DENVER A small startup claiming breakthroughs in phase-coherent filter modulation will be demonstrating its signal-processing techniques in analog pager bands later this year, as a prelude to offering its technology for a range of wireless and wireline networks.
Joe Bobier, a researcher who has worked on a variety of wireless LAN and solar energy transmission products in the last decade, is the principal researcher and founder of xG Technology LLC (Sarasota, Fla.). The company has hired David Stahl, former director of Lucent Technologies Inc.'s new venture group, as its chief executive.
Kent Cullers, the director of research and development at the SETI (Search for Extra-Terrestrial Intelligence) Institute, has worked in realms involving discrimination of weak signals in deep-space research efforts. He has tested Bobier's claims of using the modulation in a variety of VHF and UHF bands, concluding that "the SNR (signal-to-noise ratio) tests have been impressive in a variety of environments, and the technology seems very easy to implement."
Bobier said xG has not yet determined whether it will be solely a technology licensing organization, or whether it might offer chips and subsystems that implement the modulation method. The company has received initial funding from Mooers Branton & Company, which is majority shareholder.
Bankers Rick Mooers and Roger Branton have enlisted Richard Geruson, former senior vice president of Nokia Mobile Phones, to explore commercialization opportunities for the technology.
The company claim that any particular communications channel can operate at very close to Shannon limits, the noise limits defined by communications researcher Claude Shannon in the 1950s. For example, Bobier said, a single 800-MHz analog channel could transmit more data than most digital PCS systems.
"The xG in the title is a reference to 3G, 4G and beyond, with the assumption that this will be disruptive to the standard way of looking at next-generation wireless data services," Bobier said.
The modulation method is combined with a second proprietary data-encoding protocol, ideally used in conjunction with the modulation to provide high-speed packet data transmission in narrowband channels. While the company's focus will be on making better use of legacy narrowband systems, xG also will be exploring use of the modulation in broadband wireline channels, as the method could be used with fiber, coaxial or copper transmission.

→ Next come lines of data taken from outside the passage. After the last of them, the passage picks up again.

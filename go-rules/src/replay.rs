//! Checked replay of move sequences from outside sources (records, network).

use std::fmt;

use crate::error::GoError;
use crate::state::GameState;
use crate::turn::Move;

/// A move sequence failed at `index` (0-based) with `error`.
#[derive(Debug, Clone, PartialEq, Eq)]
pub struct ReplayError {
    pub index: usize,
    pub error: GoError,
}

impl fmt::Display for ReplayError {
    fn fmt(&self, f: &mut fmt::Formatter<'_>) -> fmt::Result {
        write!(f, "move {}: {}", self.index + 1, self.error)
    }
}

impl std::error::Error for ReplayError {
    fn source(&self) -> Option<&(dyn std::error::Error + 'static)> {
        Some(&self.error)
    }
}

/// Apply `moves` in order from `start`, validating each one.
///
/// Stops at the first move that is not legal in its position; nothing after
/// it is applied.
pub fn replay(start: &GameState, moves: &[Move]) -> Result<GameState, ReplayError> {
    moves
        .iter()
        .enumerate()
        .try_fold(start.clone(), |state, (index, &mv)| {
            state
                .try_apply_move(mv)
                .map_err(|error| ReplayError { index, error })
        })
}

/// Like [`replay`], but keeps every intermediate state, `start` first.
pub fn replay_states(start: &GameState, moves: &[Move]) -> Result<Vec<GameState>, ReplayError> {
    let mut states = Vec::with_capacity(moves.len() + 1);
    states.push(start.clone());
    for (index, &mv) in moves.iter().enumerate() {
        let next = states[index]
            .try_apply_move(mv)
            .map_err(|error| ReplayError { index, error })?;
        states.push(next);
    }
    Ok(states)
}
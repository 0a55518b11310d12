use serde_repr::{Deserialize_repr, Serialize_repr};
use std::fmt;
use std::ops::Neg;

#[derive(Debug, Clone, Copy, PartialEq, Eq, Hash, PartialOrd, Ord, Serialize_repr, Deserialize_repr)]
#[repr(u8)]
pub enum Player {
    Black = 1,
    White = 2,
}

impl Player {
    pub fn from_int(v: u8) -> Option<Self> {
        match v {
            1 => Some(Player::Black),
            2 => Some(Player::White),
            _ => None,
        }
    }

    pub fn to_int(self) -> u8 {
        self as u8
    }

    pub fn other(self) -> Self {
        match self {
            Player::Black => Player::White,
            Player::White => Player::Black,
        }
    }

    /// Dense index for per-color tables.
    pub(crate) fn index(self) -> usize {
        match self {
            Player::Black => 0,
            Player::White => 1,
        }
    }

    pub fn letter(self) -> &'static str {
        match self {
            Player::Black => "B",
            Player::White => "W",
        }
    }
}

impl Neg for Player {
    type Output = Self;

    fn neg(self) -> Self {
        self.other()
    }
}

impl fmt::Display for Player {
    fn fmt(&self, f: &mut fmt::Formatter<'_>) -> fmt::Result {
        match self {
            Player::Black => write!(f, "Black"),
            Player::White => write!(f, "White"),
        }
    }
}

Bobier previously presented details of his work at the Telecommunications Industry Association's Ventures 2002 show last July. At the time, Bobier claimed that analog paging channels would be able to transmit data at speeds of up to 150 Mbits/sec. He also began work last summer in reducing a typical TV transmission channel for coaxial cable from 6 MHz to 30 kHz.
When the company was formed in late 2002, Bobier and a small xG design team began designing a series of FPGAs to test the modulation concepts in silicon. The method requires new signal-processing chips in both base station (or headend) and client device, though the cost of implementing transceiver technology in handsets or appliances would be a small percentage of the system costs, Bobier said.

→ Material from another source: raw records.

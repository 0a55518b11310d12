use std::sync::Arc;

use arrayvec::ArrayVec;

use crate::error::GoError;
use crate::group::Group;
use crate::player::Player;
use crate::point::Point;
use crate::zobrist::{self, ZobristTable};

/// The Go board: a flat grid of group ownership plus an incrementally
/// maintained Zobrist hash.
///
/// Every stone of a group points at the same shared `Group`, so cloning a
/// board copies one reference per cell and never aliases mutable state.
#[derive(Debug, Clone)]
pub struct Board {
    rows: u8,
    cols: u8,
    grid: Vec<Option<Arc<Group>>>,
    hash: u64,
    zobrist: Arc<ZobristTable>,
}

impl Board {
    /// Create an empty board hashed with the default seed.
    pub fn new(rows: u8, cols: u8) -> Self {
        Self::with_seed(rows, cols, zobrist::DEFAULT_SEED)
    }

    pub fn with_seed(rows: u8, cols: u8, seed: u64) -> Self {
        Board {
            rows,
            cols,
            grid: vec![None; rows as usize * cols as usize],
            hash: zobrist::EMPTY_BOARD,
            zobrist: Arc::new(ZobristTable::new(rows, cols, seed)),
        }
    }

    // -- Accessors --

    pub fn rows(&self) -> u8 {
        self.rows
    }

    pub fn cols(&self) -> u8 {
        self.cols
    }

    pub fn zobrist_hash(&self) -> u64 {
        self.hash
    }

    pub fn zobrist(&self) -> &ZobristTable {
        &self.zobrist
    }

    pub fn is_on_grid(&self, point: Point) -> bool {
        1 <= point.row
            && point.row <= self.rows as i16
            && 1 <= point.col
            && point.col <= self.cols as i16
    }

    /// Color of the stone at `point`, if any.
    pub fn get(&self, point: Point) -> Option<Player> {
        self.get_group(point).map(Group::color)
    }

    /// The group owning the stone at `point`, if any.
    pub fn get_group(&self, point: Point) -> Option<&Group> {
        self.cell(point).map(Arc::as_ref)
    }

    pub fn is_empty(&self) -> bool {
        self.grid.iter().all(Option::is_none)
    }

    /// All on-grid points in row-major order.
    pub fn points(&self) -> impl Iterator<Item = Point> + use<> {
        let (rows, cols) = (self.rows as i16, self.cols as i16);
        (1..=rows).flat_map(move |row| (1..=cols).map(move |col| Point::new(row, col)))
    }

    /// Every distinct group on the board, ordered by its first stone.
    pub fn groups(&self) -> Vec<&Group> {
        let mut groups: Vec<&Group> = Vec::new();
        for group in self.grid.iter().flatten() {
            if !groups.iter().any(|g| std::ptr::eq(*g, group.as_ref())) {
                groups.push(group);
            }
        }
        groups
    }

    /// The on-grid orthogonal neighbors of `point`.
    pub fn neighbors(&self, point: Point) -> ArrayVec<Point, 4> {
        point
            .neighbors()
            .into_iter()
            .filter(|&n| self.is_on_grid(n))
            .collect()
    }

    // -- Mutation --

    /// Place a stone for `player` at `point` and resolve captures.
    ///
    /// Every adjacent opponent group left without liberties is removed in
    /// this call. Placing off the grid or on an occupied point leaves the
    /// board untouched and returns `InvalidPlacement`.
    pub fn place_stone(&mut self, player: Player, point: Point) -> Result<(), GoError> {
        if !self.is_on_grid(point) || self.cell(point).is_some() {
            tracing::debug!(%point, %player, "rejected placement");
            return Err(GoError::InvalidPlacement(point));
        }

        let mut liberties: ArrayVec<Point, 4> = ArrayVec::new();
        let mut same_color: ArrayVec<Arc<Group>, 4> = ArrayVec::new();
        let mut opposite_color: ArrayVec<Arc<Group>, 4> = ArrayVec::new();

        for n in self.neighbors(point) {
            match self.cell(n) {
                None => liberties.push(n),
                Some(g) => {
                    let bucket = if g.color() == player {
                        &mut same_color
                    } else {
                        &mut opposite_color
                    };
                    if !bucket.iter().any(|seen| Arc::ptr_eq(seen, g)) {
                        bucket.push(Arc::clone(g));
                    }
                }
            }
        }

        let group = same_color
            .iter()
            .fold(Group::single(player, point, liberties), |acc, g| acc.merged_with(g));
        self.install(Arc::new(group));
        self.hash ^= self.zobrist.code(point, player);
        tracing::trace!(%point, %player, hash = self.hash, "placed stone");

        for other in &opposite_color {
            let reduced = other.without_liberty(point);
            if reduced.num_liberties() > 0 {
                self.install(Arc::new(reduced));
            } else {
                self.remove_group(other);
            }
        }

        Ok(())
    }

    // -- Internal helpers --

    #[inline]
    fn idx(&self, point: Point) -> usize {
        (point.row as usize - 1) * self.cols as usize + (point.col as usize - 1)
    }

    fn cell(&self, point: Point) -> Option<&Arc<Group>> {
        if self.is_on_grid(point) {
            self.grid[self.idx(point)].as_ref()
        } else {
            None
        }
    }

    /// Make `group` the owner of every one of its stones.
    fn install(&mut self, group: Arc<Group>) {
        for &stone in group.stones() {
            let i = self.idx(stone);
            self.grid[i] = Some(Arc::clone(&group));
        }
    }

    fn remove_group(&mut self, group: &Arc<Group>) {
        tracing::debug!(
            color = %group.color(),
            stones = group.stones().len(),
            "captured group"
        );
        for &stone in group.stones() {
            for n in self.neighbors(stone) {
                let Some(neighbor) = self.cell(n) else {
                    continue;
                };
                if !Arc::ptr_eq(neighbor, group) {
                    let granted = neighbor.with_liberty(stone);
                    self.install(Arc::new(granted));
                }
            }
            let i = self.idx(stone);
            self.grid[i] = None;
            self.hash ^= self.zobrist.code(stone, group.color());
        }
    }
}

/// Boards compare by dimensions and position hash.
impl PartialEq for Board {
    fn eq(&self, other: &Self) -> bool {
        self.rows == other.rows && self.cols == other.cols && self.hash == other.hash
    }
}

impl Eq for Board {}
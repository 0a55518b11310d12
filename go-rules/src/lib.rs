pub mod board;
pub mod config;
pub mod error;
pub mod group;
pub mod player;
pub mod point;
pub mod replay;
pub mod scoring;
pub mod setup;
pub mod state;
pub mod turn;
pub mod zobrist;

pub use board::Board;
pub use config::GameConfig;
pub use error::GoError;
pub use group::Group;
pub use player::Player;
pub use point::Point;
pub use replay::{ReplayError, replay};
pub use scoring::Scorer;
pub use state::{GameState, Situation, SituationHistory};
pub use turn::Move;
pub use zobrist::ZobristTable;
//! Zobrist hash codes for (point, color) pairs.
//!
//! Codes are drawn from a seeded xoshiro generator, so two boards of the same
//! size built with the same seed hash identically, across runs and machines.

use rand_xoshiro::Xoshiro256PlusPlus;
use rand_xoshiro::rand_core::{RngCore, SeedableRng};

use crate::player::Player;
use crate::point::Point;

pub const DEFAULT_SEED: u64 = 0x5EC1_60BA_2D0B_1A57;

/// Hash of a board with no stones.
pub const EMPTY_BOARD: u64 = 0;

#[derive(Debug, Clone, PartialEq, Eq)]
pub struct ZobristTable {
    rows: u8,
    cols: u8,
    seed: u64,
    codes: Vec<[u64; 2]>,
}

impl ZobristTable {
    pub fn new(rows: u8, cols: u8, seed: u64) -> Self {
        let mut rng = Xoshiro256PlusPlus::seed_from_u64(seed);
        let mut next_code = || loop {
            let code = rng.next_u64();
            if code != EMPTY_BOARD {
                break code;
            }
        };

        let codes = (0..rows as usize * cols as usize)
            .map(|_| [next_code(), next_code()])
            .collect();

        ZobristTable {
            rows,
            cols,
            seed,
            codes,
        }
    }

    pub fn seed(&self) -> u64 {
        self.seed
    }

    /// Hash code for `player` occupying `point`.
    ///
    /// Panics if `point` is off the grid this table was built for.
    pub fn code(&self, point: Point, player: Player) -> u64 {
        assert!(
            point.row >= 1
                && point.col >= 1
                && point.row <= self.rows as i16
                && point.col <= self.cols as i16,
            "no hash code for off-grid point {point}"
        );
        let idx = (point.row as usize - 1) * self.cols as usize + (point.col as usize - 1);
        self.codes[idx][player.index()]
    }
}
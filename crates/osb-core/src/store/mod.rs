//! Storage ports.
//!
//! SQLite is the first implementation (`osb-store`); the in-memory store in
//! this module backs tests. Handles are constructed once at startup and
//! passed into services (no ambient globals).

pub mod memory;

use async_trait::async_trait;

use crate::{
    domain::{ReportWindow, Sale, User},
    Result,
};

/// Durable set of known users keyed by `UserId`.
#[async_trait]
pub trait UserRegistry: Send + Sync {
    /// Atomic conditional insert: create the user iff the id is not already
    /// registered. Returns `true` iff a new record was created. This is the
    /// only write path, so "at most one User per id, exactly one new-user
    /// notification" holds even under concurrent first contacts.
    async fn insert_if_absent(&self, user: &User) -> Result<bool>;

    /// All registered users in insertion order. Broadcast attempts follow
    /// this order.
    async fn all_users(&self) -> Result<Vec<User>>;
}

/// Durable append-only collection of sale records.
#[async_trait]
pub trait SalesLedger: Send + Sync {
    async fn insert_sale(&self, sale: &Sale) -> Result<()>;

    /// Sales with `recorded_at` inside the half-open window, oldest first.
    /// Read-only; never mutates the ledger.
    async fn sales_in(&self, window: ReportWindow) -> Result<Vec<Sale>>;
}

Cullers has been helping xG develop test suites for its technology since late last year. Cullers said he has been interested in following a variety of spread-spectrum and low-noise modulation concepts, but "I've never run across anything that is as impressive and straightforward in implementation as Joe's ideas."
The law firm Blooston, Mordkofsky, Dickens, Duffy & Prendergast already is preparing initial presentations on the technology for the Federal Communications Commission, as well as drawing up a patent portfolio. Until intellectual-property issues of Bobier's modulation and data-encoding methods are better defined, the company is revealing little about its plans.
Tim Ayers, former vice president of communications at Cellular Telecommunications & Internet Association, said he agreed to work with xG after deciding the concepts carried more potential than various spread-spectrum and ultra-wideband schemes now being discussed by regulators. The simplicity of the xG concept, Ayers predicted, would allow its base of applications to be much bigger than any unique modulation concepts promoted in the last few years.